The concept of learning inherently contains value judgements about the information being obtained and its necessity, and serves to dislocate responsibility from society for the institutions which obligate people to behave in certain ways by framing social coordination issues as matters of individual growth and responsibility.

A teacher must, to be a teacher, propose something new that a student could not arrive at independently, as against the Socratic notion that learning is simply the recollection of abilities buried in the mind.

The democratic political realm of navigating differences and creating new, spontaneous projects with opportunities for others to be spontaneous agents is inseparable from the way students naturally interact with each other, and therefore political matters are relevant to education, contra Hannah Arendt.

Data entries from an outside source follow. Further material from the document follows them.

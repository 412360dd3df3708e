use std::time::Instant;

use tracing::{debug, info, warn};

use super::response::{ScrapeResult, ScrapeStats};
use super::session::Session;
use crate::config::ScrapeConfig;
use crate::info_hash::InfoHash;

/// Whether a [`Bulk`]'s connection IDs are still within their lifetime.
#[derive(Debug, Clone, Copy, PartialEq, Eq)]
pub enum BulkState {
    Fresh,
    Stale,
}

/// A set of tracker sessions reused across many scrapes.
///
/// Every session is re-established once the set outlives
/// [`ScrapeConfig::session_ttl`]; the check runs at the start of each
/// [`scrape`](Bulk::scrape). Results from all trackers are merged by taking
/// the largest value of each counter.
///
/// `scrape` and `refresh` take `&mut self`, so a refresh can never interleave
/// with a scrape. Callers sharing one `Bulk` across tasks should wrap it in a
/// `tokio::sync::Mutex`.
///
/// # Examples
///
/// ```no_run
/// use rscrape::Bulk;
///
/// # async fn example() {
/// let mut bulk = Bulk::new(&["udp://tracker.opentrackr.org:1337/announce"]).await;
///
/// let results = bulk
///     .scrape(&["c12fe1c06bba254a9dc9f519b335aa7c1367a88a"])
///     .await;
///
/// for result in results {
///     println!("{}: {} seeders", result.info_hash, result.seeders);
/// }
/// # }
/// ```
#[derive(Debug)]
pub struct Bulk {
    sessions: Vec<Session>,
    expires_at: Instant,
    config: ScrapeConfig,
}

impl Bulk {
    /// Connects to every tracker concurrently using the default config.
    pub async fn new<S: AsRef<str>>(trackers: &[S]) -> Self {
        Self::with_config(trackers, ScrapeConfig::default()).await
    }

    pub async fn with_config<S: AsRef<str>>(trackers: &[S], config: ScrapeConfig) -> Self {
        let urls = trackers.iter().map(|t| t.as_ref().to_string()).collect();
        let sessions = establish(urls, config).await;

        Self {
            sessions,
            expires_at: Instant::now() + config.session_ttl,
            config,
        }
    }

    pub fn state(&self) -> BulkState {
        if Instant::now() < self.expires_at {
            BulkState::Fresh
        } else {
            BulkState::Stale
        }
    }

    pub fn expires_at(&self) -> Instant {
        self.expires_at
    }

    pub fn config(&self) -> &ScrapeConfig {
        &self.config
    }

    pub fn sessions(&self) -> &[Session] {
        &self.sessions
    }

    pub fn trackers(&self) -> impl Iterator<Item = &str> {
        self.sessions.iter().map(Session::url)
    }

    /// Replaces every session with a freshly connected one and restarts the
    /// lifetime. Old sockets are closed when their sessions drop.
    pub async fn refresh(&mut self) {
        let urls = self.trackers().map(str::to_string).collect();
        let sessions = establish(urls, self.config).await;

        self.sessions = sessions;
        self.expires_at = Instant::now() + self.config.session_ttl;

        info!(
            "refreshed {} tracker sessions ({} connected)",
            self.sessions.len(),
            self.sessions.iter().filter(|s| s.is_connected()).count()
        );
    }

    /// Scrapes every tracker for `info_hashes` and merges the answers.
    ///
    /// Returns one result per well-formed hash, in input order, carrying the
    /// hash string exactly as given. Malformed hashes are left out. Trackers
    /// that are down or misbehave contribute nothing.
    pub async fn scrape<S: AsRef<str>>(&mut self, info_hashes: &[S]) -> Vec<ScrapeResult> {
        if self.state() == BulkState::Stale {
            self.refresh().await;
        }

        let (mut results, parsed): (Vec<ScrapeResult>, Vec<InfoHash>) = info_hashes
            .iter()
            .filter_map(|hash| {
                let hash = hash.as_ref();
                match InfoHash::from_hex(hash) {
                    Ok(parsed) => Some((ScrapeResult::new(hash, ScrapeStats::default()), parsed)),
                    Err(e) => {
                        warn!("skipping {}", e);
                        None
                    }
                }
            })
            .unzip();

        if parsed.is_empty() {
            return results;
        }

        for session in self.sessions.iter().filter(|s| s.is_connected()) {
            match session.scrape_parsed(&parsed).await {
                Ok(stats) => {
                    for (result, stats) in results.iter_mut().zip(&stats) {
                        result.merge_max(stats);
                    }
                }
                Err(e) => debug!("scrape of {} failed: {}", session.url(), e),
            }
        }

        results
    }
}

/// Connects to `trackers` once and scrapes `info_hashes` without keeping the
/// connections.
pub async fn scrape_once<T, H>(trackers: &[T], info_hashes: &[H]) -> Vec<ScrapeResult>
where
    T: AsRef<str>,
    H: AsRef<str>,
{
    Bulk::new(trackers).await.scrape(info_hashes).await
}

// One task per tracker; slots are collected in input order once all finish.
async fn establish(urls: Vec<String>, config: ScrapeConfig) -> Vec<Session> {
    let handles: Vec<_> = urls
        .into_iter()
        .map(|url| {
            let task_url = url.clone();
            let handle = tokio::spawn(async move { Session::connect(task_url, &config).await });
            (url, handle)
        })
        .collect();

    let mut sessions = Vec::with_capacity(handles.len());
    for (url, handle) in handles {
        match handle.await {
            Ok(session) => sessions.push(session),
            Err(e) => {
                warn!("handshake task for {} failed: {}", url, e);
                sessions.push(Session::uninitialized(url));
            }
        }
    }
    sessions
}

We also took a tour of the Blackbird-Leys estate this Friday, an outlying district of Oxford with a long history of challenges in underdevelopment, overpolicing, and limited social mobility. The people I met there were extremely friendly and the community and nonprofit sectors are highly active. I am looking to partner with several extracurricular providers there to collect more data and also to volunteer for the rest of the summer!

It's been lovely getting to know my groupmates more, who are fascinating people with wildly different experiences of education systems. There's another American in my ground, but she and I are from opposite sides of the country and have major differences in our exposure to co-curricular activities.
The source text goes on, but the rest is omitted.